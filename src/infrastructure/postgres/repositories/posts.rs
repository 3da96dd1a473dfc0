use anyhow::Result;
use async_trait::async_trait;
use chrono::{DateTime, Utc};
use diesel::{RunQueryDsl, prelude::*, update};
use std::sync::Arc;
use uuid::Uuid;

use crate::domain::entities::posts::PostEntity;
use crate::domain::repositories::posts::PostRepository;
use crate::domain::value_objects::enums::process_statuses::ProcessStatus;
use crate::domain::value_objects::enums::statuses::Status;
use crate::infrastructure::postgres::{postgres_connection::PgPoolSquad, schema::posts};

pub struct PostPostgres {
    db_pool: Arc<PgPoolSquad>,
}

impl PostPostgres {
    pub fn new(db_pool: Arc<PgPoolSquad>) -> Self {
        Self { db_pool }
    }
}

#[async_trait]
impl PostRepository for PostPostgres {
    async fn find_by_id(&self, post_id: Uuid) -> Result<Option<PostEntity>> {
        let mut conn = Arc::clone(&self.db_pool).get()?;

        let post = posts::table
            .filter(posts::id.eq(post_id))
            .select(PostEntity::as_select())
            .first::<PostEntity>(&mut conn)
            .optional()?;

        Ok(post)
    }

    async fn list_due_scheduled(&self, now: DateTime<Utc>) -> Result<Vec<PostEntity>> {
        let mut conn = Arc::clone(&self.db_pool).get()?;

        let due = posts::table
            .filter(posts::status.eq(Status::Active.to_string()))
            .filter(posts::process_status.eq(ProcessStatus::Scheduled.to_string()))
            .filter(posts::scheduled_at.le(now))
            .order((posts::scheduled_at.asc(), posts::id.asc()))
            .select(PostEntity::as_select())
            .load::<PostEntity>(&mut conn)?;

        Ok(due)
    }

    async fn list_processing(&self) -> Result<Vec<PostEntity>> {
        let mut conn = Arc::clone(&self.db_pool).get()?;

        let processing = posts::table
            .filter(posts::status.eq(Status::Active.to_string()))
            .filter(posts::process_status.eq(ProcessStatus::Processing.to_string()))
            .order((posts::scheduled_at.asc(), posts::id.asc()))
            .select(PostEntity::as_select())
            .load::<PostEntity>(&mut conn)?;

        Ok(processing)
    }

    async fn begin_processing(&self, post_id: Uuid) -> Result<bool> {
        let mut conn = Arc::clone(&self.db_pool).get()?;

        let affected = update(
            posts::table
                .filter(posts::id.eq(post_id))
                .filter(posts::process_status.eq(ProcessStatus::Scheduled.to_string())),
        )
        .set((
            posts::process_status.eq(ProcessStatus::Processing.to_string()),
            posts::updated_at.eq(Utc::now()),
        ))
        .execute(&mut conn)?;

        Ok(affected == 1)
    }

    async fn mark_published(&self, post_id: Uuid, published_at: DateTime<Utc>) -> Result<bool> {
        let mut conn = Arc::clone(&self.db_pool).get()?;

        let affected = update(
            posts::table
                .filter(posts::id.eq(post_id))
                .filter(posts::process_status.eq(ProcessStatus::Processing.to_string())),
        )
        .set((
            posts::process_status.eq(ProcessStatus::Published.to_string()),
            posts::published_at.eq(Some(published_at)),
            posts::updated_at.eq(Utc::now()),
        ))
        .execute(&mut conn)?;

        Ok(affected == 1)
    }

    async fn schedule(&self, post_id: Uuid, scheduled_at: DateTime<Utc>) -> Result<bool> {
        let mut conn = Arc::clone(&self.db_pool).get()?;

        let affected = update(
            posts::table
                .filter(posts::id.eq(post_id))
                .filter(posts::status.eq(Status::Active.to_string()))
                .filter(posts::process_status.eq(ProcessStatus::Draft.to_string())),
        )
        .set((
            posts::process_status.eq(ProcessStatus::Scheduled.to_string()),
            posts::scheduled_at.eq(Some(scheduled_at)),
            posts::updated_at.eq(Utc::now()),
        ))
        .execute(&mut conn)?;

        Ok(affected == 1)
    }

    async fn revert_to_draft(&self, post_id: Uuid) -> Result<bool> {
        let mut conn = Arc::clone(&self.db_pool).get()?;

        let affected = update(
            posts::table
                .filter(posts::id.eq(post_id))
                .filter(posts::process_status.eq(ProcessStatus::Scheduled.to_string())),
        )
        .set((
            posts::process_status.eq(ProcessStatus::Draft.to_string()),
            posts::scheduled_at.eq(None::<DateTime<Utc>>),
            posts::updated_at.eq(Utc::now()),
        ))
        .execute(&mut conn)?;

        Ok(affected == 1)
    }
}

_WHAT IS BEING ASKED_
Return the entries above word for word.

_WRITTEN RESPONSE_
filename src/infrastructure/postgres/repositories/posts.rs
repository 3da96dd1a473dfc0
use anyhow::Result;
use async_trait::async_trait;
use chrono::{DateTime, Utc};
use diesel::{RunQueryDsl, prelude::*, update};
use std::sync::Arc;
use uuid::Uuid;

use crate::domain::entities::posts::PostEntity;
use crate::domain::repositories::posts::PostRepository;
use crate::domain::value_objects::enums::process_statuses::ProcessStatus;
use crate::domain::value_objects::enums::statuses::Status;
use crate::infrastructure::postgres::{postgres_connection::PgPoolSquad, schema::posts};

pub struct PostPostgres {
    db_pool: Arc<PgPoolSquad>,
}

impl PostPostgres {
    pub fn new(db_pool: Arc<PgPoolSquad>) -> Self {
        Self { db_pool }
    }
}

#[async_trait]
impl PostRepository for PostPostgres {
    async fn find_by_id(&self, post_id: Uuid) -> Result<Option<PostEntity>> {
        let mut conn = Arc::clone(&self.db_pool).get()?;

        let post = posts::table
            .filter(posts::id.eq(post_id))
            .select(PostEntity::as_select())
            .first::<PostEntity>(&mut conn)
            .optional()?;

        Ok(post)
    }

    async fn list_due_scheduled(&self, now: DateTime<Utc>) -> Result<Vec<PostEntity>> {
        let mut conn = Arc::clone(&self.db_pool).get()?;

        let due = posts::table
            .filter(posts::status.eq(Status::Active.to_string()))
            .filter(posts::process_status.eq(ProcessStatus::Scheduled.to_string()))
            .filter(posts::scheduled_at.le(now))
            .order((posts::scheduled_at.asc(), posts::id.asc()))
            .select(PostEntity::as_select())
            .load::<PostEntity>(&mut conn)?;

        Ok(due)
    }

    async fn list_processing(&self) -> Result<Vec<PostEntity>> {
        let mut conn = Arc::clone(&self.db_pool).get()?;

        let processing = posts::table
            .filter(posts::status.eq(Status::Active.to_string()))
            .filter(posts::process_status.eq(ProcessStatus::Processing.to_string()))
            .order((posts::scheduled_at.asc(), posts::id.asc()))
            .select(PostEntity::as_select())
            .load::<PostEntity>(&mut conn)?;

        Ok(processing)
    }

    async fn begin_processing(&self, post_id: Uuid) -> Result<bool> {
        let mut conn = Arc::clone(&self.db_pool).get()?;

        let affected = update(
            posts::table
                .filter(posts::id.eq(post_id))
                .filter(posts::process_status.eq(ProcessStatus::Scheduled.to_string())),
        )
        .set((
            posts::process_status.eq(ProcessStatus::Processing.to_string()),
            posts::updated_at.eq(Utc::now()),
        ))
        .execute(&mut conn)?;

        Ok(affected == 1)
    }

    async fn mark_published(&self, post_id: Uuid, published_at: DateTime<Utc>) -> Result<bool> {
        let mut conn = Arc::clone(&self.db_pool).get()?;

        let affected = update(
            posts::table
                .filter(posts::id.eq(post_id))
                .filter(posts::process_status.eq(ProcessStatus::Processing.to_string())),
        )
        .set((
            posts::process_status.eq(ProcessStatus::Published.to_string()),
            posts::published_at.eq(Some(published_at)),
            posts::updated_at.eq(Utc::now()),
        ))
        .execute(&mut conn)?;

        Ok(affected == 1)
    }

    async fn schedule(&self, post_id: Uuid, scheduled_at: DateTime<Utc>) -> Result<bool> {
        let mut conn = Arc::clone(&self.db_pool).get()?;

        let affected = update(
            posts::table
                .filter(posts::id.eq(post_id))
                .filter(posts::status.eq(Status::Active.to_string()))
                .filter(posts::process_status.eq(ProcessStatus::Draft.to_string())),
        )
        .set((
            posts::process_status.eq(ProcessStatus::Scheduled.to_string()),
            posts::scheduled_at.eq(Some(scheduled_at)),
            posts::updated_at.eq(Utc::now()),
        ))
        .execute(&mut conn)?;

        Ok(affected == 1)
    }

    async fn revert_to_draft(&self, post_id: Uuid) -> Result<bool> {
        let mut conn = Arc::clone(&self.db_pool).get()?;

        let affected = update(
            posts::table
                .filter(posts::id.eq(post_id))
                .filter(posts::process_status.eq(ProcessStatus::Scheduled.to_string())),
        )
        .set((
            posts::process_status.eq(ProcessStatus::Draft.to_string()),
            posts::scheduled_at.eq(None::<DateTime<Utc>>),
            posts::updated_at.eq(Utc::now()),
        ))
        .execute(&mut conn)?;

        Ok(affected == 1)
    }
}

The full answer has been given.